Gary considered the raucous sounds of the ER of a late Sunday afternoon, just beyond the thin curtain and Fausta’s immobile form in the corner. A glance at the one hundred mL bag hanging above her and back to the tiny crescents of gold.

“How long must you remain in the hospital? For the course of the experiments?”

“Not at all! I’ll be taking some medications with me, for acute or chronic seizures, but they say I can go home tomorrow morning.”

Should I wait to tell her at home, or when she’s still here, with immediate emergency medical?

“You want to tell me something, Beloved.” A statement.

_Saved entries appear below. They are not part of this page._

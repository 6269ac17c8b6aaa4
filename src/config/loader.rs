//! Configuration Loader
//!
//! Layers defaults, an optional TOML/YAML file and `ORCHESTRATOR__*`
//! environment variables, then validates the merged result.

use super::error::ConfigResult;
use super::OrchestratorConfig;
use config::{Config, Environment, File};
use std::collections::HashMap;
use std::env;
use std::path::{Path, PathBuf};
use std::sync::Arc;
use tracing::{debug, info};

const ENV_PREFIX: &str = "ORCHESTRATOR";
const ENV_SEPARATOR: &str = "__";
const CONFIG_PATH_VAR: &str = "ORCHESTRATOR_CONFIG";
const DEFAULT_CONFIG_BASENAME: &str = "config/orchestrator";

pub struct ConfigManager {
    config: OrchestratorConfig,
    environment: String,
    source_file: Option<PathBuf>,
}

impl ConfigManager {
    /// Load configuration with environment auto-detection
    pub fn load() -> ConfigResult<Arc<ConfigManager>> {
        let explicit = env::var(CONFIG_PATH_VAR).ok().map(PathBuf::from);
        Self::load_with_sources(explicit.as_deref(), None)
    }

    /// Load from an explicit file, optionally replacing the process environment
    /// with `env_overrides` (keys in `ORCHESTRATOR__SECTION__KEY` form)
    pub fn load_with_sources(
        config_file: Option<&Path>,
        env_overrides: Option<HashMap<String, String>>,
    ) -> ConfigResult<Arc<ConfigManager>> {
        let environment = Self::detect_environment();

        let file_source = match config_file {
            Some(path) => File::from(path.to_path_buf()).required(true),
            None => File::with_name(DEFAULT_CONFIG_BASENAME).required(false),
        };

        let env_source = Environment::with_prefix(ENV_PREFIX)
            .separator(ENV_SEPARATOR)
            .try_parsing(true)
            .list_separator(",")
            .with_list_parse_key("clusters.cluster_names")
            .source(env_overrides);

        let config: OrchestratorConfig = Config::builder()
            .add_source(Config::try_from(&OrchestratorConfig::default())?)
            .add_source(file_source)
            .add_source(env_source)
            .build()?
            .try_deserialize()?;

        config.validate()?;

        debug!(
            environment = %environment,
            config = %serde_json::to_string(&config).unwrap_or_else(|_| "[serialization error]".to_string()),
            "Configuration merged"
        );
        info!(
            environment = %environment,
            streaming_enabled = config.staging.streaming_enabled,
            enactment_pool = config.enactment.thread_pool_size,
            "Configuration loaded successfully"
        );

        Ok(Arc::new(ConfigManager {
            config,
            environment,
            source_file: config_file.map(Path::to_path_buf),
        }))
    }

    /// Wrap an already-built configuration, still validating it
    pub fn from_config(config: OrchestratorConfig) -> ConfigResult<Arc<ConfigManager>> {
        config.validate()?;
        Ok(Arc::new(ConfigManager {
            config,
            environment: Self::detect_environment(),
            source_file: None,
        }))
    }

    pub fn config(&self) -> &OrchestratorConfig {
        &self.config
    }

    pub fn environment(&self) -> &str {
        &self.environment
    }

    pub fn source_file(&self) -> Option<&Path> {
        self.source_file.as_deref()
    }

    /// ORCHESTRATOR_ENV || APP_ENV || 'development'
    pub fn detect_environment() -> String {
        env::var("ORCHESTRATOR_ENV")
            .or_else(|_| env::var("APP_ENV"))
            .unwrap_or_else(|_| "development".to_string())
            .to_lowercase()
    }
}

#[cfg(test)]
mod tests {
    use super::*;
    use crate::config::ConfigurationError;
    use std::io::Write;

    #[test]
    fn test_env_overrides_take_precedence_over_file() {
        let mut file = tempfile::Builder::new()
            .suffix(".toml")
            .tempfile()
            .expect("temp file");
        writeln!(
            file,
            "[staging]\nstreaming_enabled = false\nlocal_data_location = \"/data/scratch\"\n\n[enactment]\nthread_pool_size = 4"
        )
        .expect("write config");

        let overrides = HashMap::from([
            (
                "ORCHESTRATOR__STAGING__STREAMING_ENABLED".to_string(),
                "true".to_string(),
            ),
            (
                "ORCHESTRATOR__CLUSTERS__CLUSTER_NAMES".to_string(),
                "east,west".to_string(),
            ),
        ]);

        let manager =
            ConfigManager::load_with_sources(Some(file.path()), Some(overrides)).expect("load");
        let config = manager.config();

        assert!(config.staging.streaming_enabled);
        assert_eq!(
            config.staging.local_data_location,
            PathBuf::from("/data/scratch")
        );
        assert_eq!(config.enactment.thread_pool_size, 4);
        assert_eq!(config.clusters.cluster_names, vec!["east", "west"]);
        assert_eq!(config.verification.max_attempts, 4);
    }

    #[test]
    fn test_invalid_file_values_fail_validation() {
        let mut file = tempfile::Builder::new()
            .suffix(".toml")
            .tempfile()
            .expect("temp file");
        writeln!(file, "[enactment]\nthread_pool_size = 0").expect("write config");

        let result = ConfigManager::load_with_sources(Some(file.path()), Some(HashMap::new()));
        assert!(matches!(
            result,
            Err(ConfigurationError::InvalidValue { .. })
        ));
    }

    #[test]
    fn test_missing_explicit_file_is_an_error() {
        let result = ConfigManager::load_with_sources(
            Some(Path::new("/nonexistent/orchestrator.toml")),
            Some(HashMap::new()),
        );
        assert!(matches!(result, Err(ConfigurationError::LoadFailed(_))));
    }
}
//! Launch-side workflow manager: reacts to process lifecycle messages by
//! building and launching the pre chain or the cancel chain.

use serde::{Deserialize, Serialize};
use std::sync::Arc;
use tracing::{error, info, warn};

use super::chain::{build_cancel_chain, build_pre_chain};
use super::manager::{workflow_name, WorkflowManager, WorkflowPhase};
use crate::error::OrchestratorResult;
use crate::logging::log_process_operation;
use crate::state_machine::ProcessState;
use crate::tasks::ProcessScope;

/// Inbound process lifecycle message
#[derive(Debug, Clone, PartialEq, Eq, Serialize, Deserialize)]
#[serde(tag = "type", rename_all = "SCREAMING_SNAKE_CASE")]
pub enum ProcessLifecycleMessage {
    LaunchProcess {
        process_id: String,
        experiment_id: String,
        gateway_id: String,
    },
    TerminateProcess {
        process_id: String,
        gateway_id: String,
    },
    #[serde(other)]
    Unknown,
}

/// Whether the message should be acknowledged to the broker.
/// `NoAck` leaves it for redelivery.
#[derive(Debug, Clone, Copy, PartialEq, Eq)]
pub enum MessageDisposition {
    Ack,
    NoAck,
}

pub struct PreWorkflowManager {
    manager: Arc<WorkflowManager>,
}

impl PreWorkflowManager {
    pub fn new(manager: Arc<WorkflowManager>) -> Self {
        Self { manager }
    }

    pub fn manager(&self) -> &WorkflowManager {
        &self.manager
    }

    /// Build the pre chain of `process_id`, launch it and register it under
    /// the PRE tag. Returns the executor's workflow id.
    pub async fn create_and_launch_pre_workflow(
        &self,
        process_id: &str,
        force_run: bool,
    ) -> OrchestratorResult<String> {
        let _guard = self.manager.locks().lock(process_id).await;
        self.manager.metrics().record_pre_workflow();

        let registry = self.manager.registry();
        let process = registry.get_process(process_id).await?;
        let experiment = registry.get_experiment(&process.experiment_id).await?;
        let preference = registry
            .get_group_compute_resource_preference(
                &process.compute_resource_id,
                &process.group_resource_profile_id,
            )
            .await?;
        info!(
            process_id = %process_id,
            resource_type = ?preference.resource_type,
            "Building pre workflow"
        );

        let chain = build_pre_chain(&process, &experiment, force_run);
        let name = workflow_name(process_id, WorkflowPhase::Pre);
        let workflow_id = self.manager.launch_workflow(&name, chain).await?;

        self.manager
            .register_workflow_for_process(process_id, &workflow_id, WorkflowPhase::Pre)
            .await;

        log_process_operation(
            "launch_pre_workflow",
            process_id,
            Some(&experiment.experiment_id),
            Some(&workflow_id),
            "launched",
            None,
        );
        Ok(workflow_id)
    }

    /// Build and launch the cancel chain of `process_id`. The cancel workflow
    /// is not registered with the process.
    pub async fn create_and_launch_cancel_workflow(
        &self,
        process_id: &str,
        gateway_id: &str,
    ) -> OrchestratorResult<String> {
        let _guard = self.manager.locks().lock(process_id).await;
        self.manager.metrics().record_cancel_workflow();

        let registry = self.manager.registry();
        let process = registry.get_process(process_id).await?;
        let preference = registry
            .get_group_compute_resource_preference(
                &process.compute_resource_id,
                &process.group_resource_profile_id,
            )
            .await?;

        let chain = build_cancel_chain(&process, gateway_id, preference.resource_type);
        let name = workflow_name(process_id, WorkflowPhase::Cancel);
        let workflow_id = self.manager.launch_workflow(&name, chain).await?;

        log_process_operation(
            "launch_cancel_workflow",
            process_id,
            Some(&process.experiment_id),
            Some(&workflow_id),
            "launched",
            None,
        );
        Ok(workflow_id)
    }

    pub async fn on_message(&self, message: &ProcessLifecycleMessage) -> MessageDisposition {
        match message {
            ProcessLifecycleMessage::LaunchProcess {
                process_id,
                experiment_id,
                gateway_id,
            } => {
                info!(
                    process_id = %process_id,
                    experiment_id = %experiment_id,
                    gateway_id = %gateway_id,
                    "Received process launch message"
                );
                let scope = ProcessScope::new(gateway_id, experiment_id, process_id);
                match self.launch_process(&scope).await {
                    Ok(()) => MessageDisposition::Ack,
                    Err(err) => {
                        error!(
                            process_id = %process_id,
                            gateway_id = %gateway_id,
                            error = %err,
                            "Failed to launch the pre workflow"
                        );
                        MessageDisposition::NoAck
                    }
                }
            }
            ProcessLifecycleMessage::TerminateProcess {
                process_id,
                gateway_id,
            } => {
                info!(
                    process_id = %process_id,
                    gateway_id = %gateway_id,
                    "Received process cancel message"
                );
                match self
                    .create_and_launch_cancel_workflow(process_id, gateway_id)
                    .await
                {
                    Ok(workflow_id) => {
                        info!(
                            process_id = %process_id,
                            workflow_id = %workflow_id,
                            "Launched process cancel workflow"
                        );
                        MessageDisposition::Ack
                    }
                    Err(err) => {
                        error!(
                            process_id = %process_id,
                            gateway_id = %gateway_id,
                            error = %err,
                            "Failed to launch process cancel workflow"
                        );
                        MessageDisposition::NoAck
                    }
                }
            }
            ProcessLifecycleMessage::Unknown => {
                warn!("Unknown message type");
                MessageDisposition::Ack
            }
        }
    }

    async fn launch_process(&self, scope: &ProcessScope) -> OrchestratorResult<()> {
        let workflow_id = self
            .create_and_launch_pre_workflow(&scope.process_id, false)
            .await?;
        info!(
            process_id = %scope.process_id,
            workflow_id = %workflow_id,
            "Completed launching the pre workflow"
        );
        self.manager
            .publish_process_status(scope, ProcessState::Started)
            .await
    }
}

#[cfg(test)]
mod tests {
    use super::*;
    use crate::events::StatusEvent;
    use crate::executor::{ExecutorError, WorkflowOperator};
    use crate::metrics::OrchestratorMetrics;
    use crate::models::{DataType, ResourceType};
    use crate::tasks::TaskKind;
    use crate::testing::fixtures::input_object;
    use crate::testing::{InMemoryRegistry, ProcessFixture, RecordingOperator, RecordingPublisher};
    use crate::workflow::ProcessLocks;

    struct Harness {
        pre: PreWorkflowManager,
        operator: Arc<RecordingOperator>,
        registry: Arc<InMemoryRegistry>,
        publisher: Arc<RecordingPublisher>,
        metrics: Arc<OrchestratorMetrics>,
    }

    fn harness(fixture: &ProcessFixture) -> Harness {
        let operator = Arc::new(RecordingOperator::new("cluster-a"));
        let registry = Arc::new(InMemoryRegistry::new());
        fixture.seed(&registry);
        let publisher = Arc::new(RecordingPublisher::new());
        let metrics = Arc::new(OrchestratorMetrics::new());
        let manager = WorkflowManager::new(
            "pre-workflow-manager",
            vec![operator.clone() as Arc<dyn WorkflowOperator>],
            registry.clone(),
            publisher.clone(),
            ProcessLocks::new(),
            metrics.clone(),
        )
        .unwrap();
        Harness {
            pre: PreWorkflowManager::new(Arc::new(manager)),
            operator,
            registry,
            publisher,
            metrics,
        }
    }

    fn fixture() -> ProcessFixture {
        ProcessFixture::new("p1")
            .env_setup("env")
            .input_staging(
                "in",
                input_object("in", Some("/data/in.dat"), DataType::Uri),
                "/data/in.dat",
                "/scratch/in.dat",
            )
            .job_submission("submit")
    }

    fn launch_message(fixture: &ProcessFixture) -> ProcessLifecycleMessage {
        ProcessLifecycleMessage::LaunchProcess {
            process_id: fixture.process_id.clone(),
            experiment_id: fixture.experiment_id.clone(),
            gateway_id: fixture.gateway_id.clone(),
        }
    }

    #[tokio::test]
    async fn test_launch_message_runs_pre_workflow_then_marks_started() {
        let fixture = fixture();
        let h = harness(&fixture);

        let disposition = h.pre.on_message(&launch_message(&fixture)).await;

        assert_eq!(disposition, MessageDisposition::Ack);
        let launches = h.operator.launches();
        assert_eq!(launches.len(), 1);
        assert!(launches[0].workflow_name.starts_with("p1-PRE-"));
        assert!(launches[0].global_fail);
        assert_eq!(
            launches[0].chain.kinds(),
            vec![
                &TaskKind::EnvSetup,
                &TaskKind::InputDataStaging,
                &TaskKind::JobSubmission
            ]
        );

        let registrations = h.registry.workflow_registrations();
        assert_eq!(registrations.len(), 1);
        assert_eq!(registrations[0].phase, "PRE");
        assert_eq!(registrations[0].workflow_id, launches[0].workflow_name);

        assert!(matches!(
            h.publisher.events().as_slice(),
            [StatusEvent::Process(event)] if event.state == ProcessState::Started
        ));
        assert_eq!(h.metrics.snapshot().pre_workflows, 1);
    }

    #[tokio::test]
    async fn test_failed_launch_is_left_unacknowledged() {
        let fixture = fixture();
        let h = harness(&fixture);
        h.operator
            .fail_launches(ExecutorError::ClusterUnavailable("cluster-a".to_string()));

        let disposition = h.pre.on_message(&launch_message(&fixture)).await;

        assert_eq!(disposition, MessageDisposition::NoAck);
        assert!(h.publisher.events().is_empty());
        assert!(h.registry.workflow_registrations().is_empty());
    }

    #[tokio::test]
    async fn test_unknown_process_is_left_unacknowledged() {
        let h = harness(&fixture());
        let message = ProcessLifecycleMessage::LaunchProcess {
            process_id: "missing".to_string(),
            experiment_id: "exp".to_string(),
            gateway_id: "gw".to_string(),
        };
        assert_eq!(h.pre.on_message(&message).await, MessageDisposition::NoAck);
        assert!(h.operator.launches().is_empty());
    }

    #[tokio::test]
    async fn test_registration_failure_does_not_fail_the_launch() {
        let fixture = fixture();
        let h = harness(&fixture);
        h.registry.fail_workflow_registration();

        assert_eq!(
            h.pre.on_message(&launch_message(&fixture)).await,
            MessageDisposition::Ack
        );
        assert_eq!(h.operator.launches().len(), 1);
    }

    #[tokio::test]
    async fn test_terminate_cancels_registered_workflows() {
        let fixture = fixture().with_resource_type(ResourceType::Aws);
        let h = harness(&fixture);
        let pre_workflow = h
            .pre
            .create_and_launch_pre_workflow("p1", false)
            .await
            .unwrap();

        let disposition = h
            .pre
            .on_message(&ProcessLifecycleMessage::TerminateProcess {
                process_id: "p1".to_string(),
                gateway_id: "gateway-1".to_string(),
            })
            .await;

        assert_eq!(disposition, MessageDisposition::Ack);
        let launches = h.operator.launches();
        assert_eq!(launches.len(), 2);
        assert!(launches[1].workflow_name.starts_with("p1-CANCEL-"));
        assert_eq!(
            launches[1].chain.kinds(),
            vec![
                &TaskKind::WorkflowCancellation {
                    cancelling_workflow: pre_workflow
                },
                &TaskKind::RemoteJobCancellation,
                &TaskKind::CancelCompleting
            ]
        );
        // only the pre workflow is registered
        assert_eq!(h.registry.workflow_registrations().len(), 1);
        assert_eq!(h.metrics.snapshot().cancel_workflows, 1);
    }

    #[tokio::test]
    async fn test_unknown_message_is_acknowledged() {
        let h = harness(&fixture());
        assert_eq!(
            h.pre.on_message(&ProcessLifecycleMessage::Unknown).await,
            MessageDisposition::Ack
        );
        assert!(h.operator.launches().is_empty());
    }

    #[test]
    fn test_messages_decode_from_tagged_json() {
        let launch: ProcessLifecycleMessage = serde_json::from_str(
            r#"{"type":"LAUNCH_PROCESS","process_id":"p1","experiment_id":"e1","gateway_id":"gw"}"#,
        )
        .unwrap();
        assert!(matches!(launch, ProcessLifecycleMessage::LaunchProcess { .. }));

        let other: ProcessLifecycleMessage =
            serde_json::from_str(r#"{"type":"EXPERIMENT_CREATED"}"#).unwrap();
        assert_eq!(other, ProcessLifecycleMessage::Unknown);
    }
}
use thiserror::Error;

#[derive(Debug, Clone, PartialEq, Eq, Error)]
pub enum ConfigurationError {
    #[error("Failed to load configuration: {0}")]
    LoadFailed(String),
    #[error("Invalid value for {field}: '{value}' ({reason})")]
    InvalidValue {
        field: String,
        value: String,
        reason: String,
    },
    #[error("Missing required configuration field: {0}")]
    MissingField(String),
}

impl ConfigurationError {
    pub fn invalid_value(
        field: impl Into<String>,
        value: impl ToString,
        reason: impl Into<String>,
    ) -> Self {
        Self::InvalidValue {
            field: field.into(),
            value: value.to_string(),
            reason: reason.into(),
        }
    }
}

impl From<config::ConfigError> for ConfigurationError {
    fn from(err: config::ConfigError) -> Self {
        ConfigurationError::LoadFailed(err.to_string())
    }
}

pub type ConfigResult<T> = Result<T, ConfigurationError>;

“Yes.” They never lied to one another. “But if it re-stresses you, you might seize again.”

“Fausta?”

Her great, dangerous form stepped out of the dark corner.

“Yes, little niece?”

“Adjust the pump setting up by ten percent, please.”

“Of course.”

Gary watched her tap a few buttons and return to her corner.

“Give that a few moments, then you will tell me. Shall we pray of decade of the Rosary together?”

“Hail Mary…” Gary began, Henge joining right in.

It was a few minutes later when they concluded: “… is now and ever shall be, worlds without end! Amen!”

“Tell me, Gary!”

“We are to be married tomorrow.”

Her golden eyes widened slightly, grew wet, and shut, tears down her cheeks.

“Fausta!” She cried in a whisper. “Please tell – !”

“I’ve told everyone, little niece! Is it selfish of me to congratulate you first?”

“Of course not, Aunt Fausta! Thank you!”

“With you being a girl, we’ll have a ceremony with a dress and such in the church later, but – ”

“Gary!” Henge laughed and cried.

“Yes?”

“Be silent and kiss me!”

“Um.”

Almost twenty seconds into that, they heard the curtain brushed open.

“Miss Henge! Doctor Büyükkaya, again. Looks as if you’re feeling better!”